Note: The pair style uses the Eigen (header-only) library. This needs to be found by the compiler. Specifically, the Eigen
folder. A simple workaround is usually to just clone the eigen
repository, and mv eigen/Eigen /path/to/lammps/src/
if it is not easily available on your system.
Run the above steps, follow LAMMPS's compilation instructions with Kokkos. Typically
cd lammps
mkdir build
cd build
cmake ../cmake -DPKG_KOKKOS=ON -DKokkos_ENABLE_CUDA=ON [-DKokkos_ARCH_VOLTA70=on if not auto-detected]

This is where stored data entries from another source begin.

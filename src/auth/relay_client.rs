//! Agent-side client for the authorization relay.

use std::time::Duration;

use reqwest::Client;
use serde::de::DeserializeOwned;
use tokio::time::sleep;
use tracing::debug;

use super::relay::{CloseBody, CreateRelayRequest, RelayError, RelayStatus, RelayStatusView, RelayTicket};
use super::types::{HumanAuthDecision, HumanAuthRequest};

/// Default interval between status polls.
pub const DEFAULT_POLL_INTERVAL_MS: u64 = 2000;

/// Client that creates relay requests and polls them.
#[derive(Debug, Clone)]
pub struct RelayClient {
    base_url: String,
    api_key: Option<String>,
    poll_interval: Duration,
    client: Client,
}

impl RelayClient {
    pub fn new(base_url: impl Into<String>) -> Self {
        Self {
            base_url: base_url.into().trim_end_matches('/').to_string(),
            api_key: None,
            poll_interval: Duration::from_millis(DEFAULT_POLL_INTERVAL_MS),
            client: Client::new(),
        }
    }

    pub fn with_api_key(mut self, api_key: impl Into<String>) -> Self {
        let key = api_key.into();
        self.api_key = (!key.is_empty()).then_some(key);
        self
    }

    pub fn with_poll_interval(mut self, interval: Duration) -> Self {
        self.poll_interval = interval;
        self
    }

    pub fn base_url(&self) -> &str {
        &self.base_url
    }

    /// Register a request with the relay.
    pub async fn create(
        &self,
        request: &HumanAuthRequest,
        timeout_sec: u64,
    ) -> Result<RelayTicket, RelayError> {
        let body = CreateRelayRequest {
            capability: request.capability,
            instruction: request.instruction.clone(),
            timeout_sec,
            task_id: Some(request.task_id.clone()),
        };
        let mut builder = self
            .client
            .post(format!("{}/requests", self.base_url))
            .json(&body);
        if let Some(key) = &self.api_key {
            builder = builder.bearer_auth(key);
        }
        Self::read_json(builder.send().await?).await
    }

    /// Fetch the current status of a relay request.
    pub async fn poll(&self, ticket: &RelayTicket) -> Result<RelayStatusView, RelayError> {
        let response = self
            .client
            .get(format!("{}/requests/{}", self.base_url, ticket.id))
            .query(&[("pollToken", ticket.poll_token.as_str())])
            .send()
            .await?;
        Self::read_json(response).await
    }

    /// Settle a request on the relay so its open link stops working.
    pub async fn close(
        &self,
        ticket: &RelayTicket,
        status: RelayStatus,
    ) -> Result<RelayStatusView, RelayError> {
        let body = CloseBody {
            poll_token: ticket.poll_token.clone(),
            status,
        };
        let response = self
            .client
            .post(format!("{}/requests/{}/close", self.base_url, ticket.id))
            .json(&body)
            .send()
            .await?;
        Self::read_json(response).await
    }

    /// Poll until the relay reports a terminal state.
    ///
    /// Transient poll failures are logged and retried. A missing record or a
    /// rejected poll token ends the wait with an error.
    pub async fn wait_for_decision(
        &self,
        ticket: &RelayTicket,
    ) -> Result<HumanAuthDecision, RelayError> {
        loop {
            match self.poll(ticket).await {
                Ok(view) => {
                    if let Some(decision) = view.to_decision() {
                        return Ok(decision);
                    }
                }
                Err(e @ (RelayError::NotFound | RelayError::Unauthorized)) => return Err(e),
                Err(e) => debug!("Relay poll for {} failed: {}", ticket.id, e),
            }
            sleep(self.poll_interval).await;
        }
    }

    async fn read_json<T: DeserializeOwned>(response: reqwest::Response) -> Result<T, RelayError> {
        let status = response.status();
        if status.is_success() {
            return Ok(response.json().await?);
        }
        let body = response.text().await.unwrap_or_default();
        Err(match status.as_u16() {
            401 => RelayError::Unauthorized,
            404 => RelayError::NotFound,
            409 => RelayError::Conflict,
            410 => RelayError::Expired,
            code => RelayError::Status { status: code, body },
        })
    }
}
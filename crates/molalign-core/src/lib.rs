//! # molalign
//!
//! Rigid-body superposition of molecular geometries and RMSD scoring.
//!
//! ## Layout
//!
//! - **[`core`]: Data and I/O.** The [`PointSet`](core::models::point_set::PointSet)
//!   model, the element table, geometric helpers and readers/writers for
//!   Chemical JSON and XYZ files, plus the structure store abstraction.
//!
//! - **[`engine`]: The algorithm.** Kabsch superposition with optional heavy-atom
//!   filtering, its configuration and the error types shared by all layers.
//!
//! - **[`workflows`]: The public entry points.** Comparing two stored geometries
//!   of a molecule and building the pairwise RMSD matrix across all of them.

pub mod core;
pub mod engine;
pub mod workflows;
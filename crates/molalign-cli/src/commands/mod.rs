pub mod compare;
pub mod matrix;
pub mod rmsd;
pub mod store;
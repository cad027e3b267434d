use super::defaults::DefaultsConfig;
use super::file::FileConfig;
use super::models::AppConfig;
use crate::cli::AlignmentArgs;
use crate::error::{CliError, Result};
use molalign::engine::config::AlignmentConfigBuilder;
use tracing::debug;

pub fn build_config(args: &AlignmentArgs) -> Result<AppConfig> {
    let defaults = DefaultsConfig::default();

    let mut file_config = match &args.config {
        Some(config_path) => FileConfig::from_file(config_path)?,
        None => FileConfig::default(),
    };
    file_config.apply_set_values(&args.set_values)?;

    let alignment_file = file_config.alignment.take().unwrap_or_default();
    let output_file = file_config.output.take().unwrap_or_default();
    let store_file = file_config.store.take().unwrap_or_default();

    let heavy_atoms_only = if args.heavy_atoms_only {
        true
    } else {
        alignment_file
            .heavy_atoms_only
            .unwrap_or(defaults.heavy_atoms_only)
    };

    let alignment = AlignmentConfigBuilder::new()
        .heavy_atoms_only(heavy_atoms_only)
        .svd_epsilon(alignment_file.svd_epsilon.unwrap_or(defaults.svd_epsilon))
        .svd_max_iterations(
            alignment_file
                .svd_max_iterations
                .unwrap_or(defaults.svd_max_iterations),
        )
        .build()
        .map_err(|e| CliError::Config(e.to_string()))?;

    let precision = args
        .precision
        .or(output_file.precision)
        .unwrap_or(defaults.precision);

    let config = AppConfig {
        alignment,
        precision,
        store_path: store_file.path,
    };
    debug!("Resolved configuration: {:?}", config);
    Ok(config)
}
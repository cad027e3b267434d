//! # Core Models Module
//!
//! This module contains the data structures used to represent molecular geometries
//! in molalign.
//!
//! ## Overview
//!
//! A geometry is reduced to what structural alignment needs: an ordered list of
//! atomic positions and, optionally, the atomic number of each atom. These models
//! are designed to:
//!
//! - **Validate on construction** - Ragged, non-finite, or mismatched inputs never reach the aligner
//! - **Stay immutable** - Selections and transforms produce new sets
//! - **Bridge flat arrays** - Convert to and from the `[x, y, z, ...]` layout used by file formats
//!
//! ## Key Components
//!
//! - [`point_set`] - Positions plus optional atomic numbers
//! - [`element`] - Element symbol lookup and heavy-atom classification
//!
//! ## Usage
//!
//! ```ignore
//! use molalign::core::models::point_set::PointSet;
//!
//! let water = PointSet::from_flat(
//!     &[0.0, 0.0, 0.0, 0.96, 0.0, 0.0, -0.24, 0.93, 0.0],
//!     Some(&[8, 1, 1]),
//! )?;
//! let heavy = water.heavy_atoms().unwrap();
//! assert_eq!(heavy.len(), 1);
//! ```

pub mod element;
pub mod point_set;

Note: FLARE relies on KokkosKernels for a performance-portable matrix-matrix product. This will take advantage of MKL/cuBLAS etc. if found. By default, CMake will download KokkosKernels from GitHub and compile it together with LAMMPS. If you need multiple LAMMPS installations with the same Kokkos configuration, you can install Kokkos and KokkosKernels manually and then use the -DEXTERNAL_KOKKOS=ON
option (with -DCMAKE_PREFIX_PATH=/path/to/install
as needed).
Input script:
newton on
pair_style flare
pair_coeff * * Si.txt
where Si.txt
should be replaced by the name of your mapped model. Then run lmp -in in.script
as usual.
See the LAMMPS documentation. In general, run
lmp -k on g 1 -sf kk -pk kokkos newton on neigh half -in in.script
When running with MPI, replace g 1
with the number of GPUs per node.
In order to run large systems, the atoms will be divided into batches to reduce memory usage. The batch size is controlled by the MAXMEM
environment variable (in GB). If necessary, set this to an estimate of how much memory FLARE++ can use (i.e., total GPU memory minus LAMMPS's memory for neighbor lists etc.). If you are memory-limited, you can set MAXMEM=1
or similar, otherwise leave it to a larger number for more parallelism. The default is 12 GB, which should work for most systems while not affecting performance.
MAXMEM
is printed at the beginning of the simulation from every MPI process, in order to verify that the environment variable has been correctly set on all nodes. Look at mpirun -x
if this is not the case.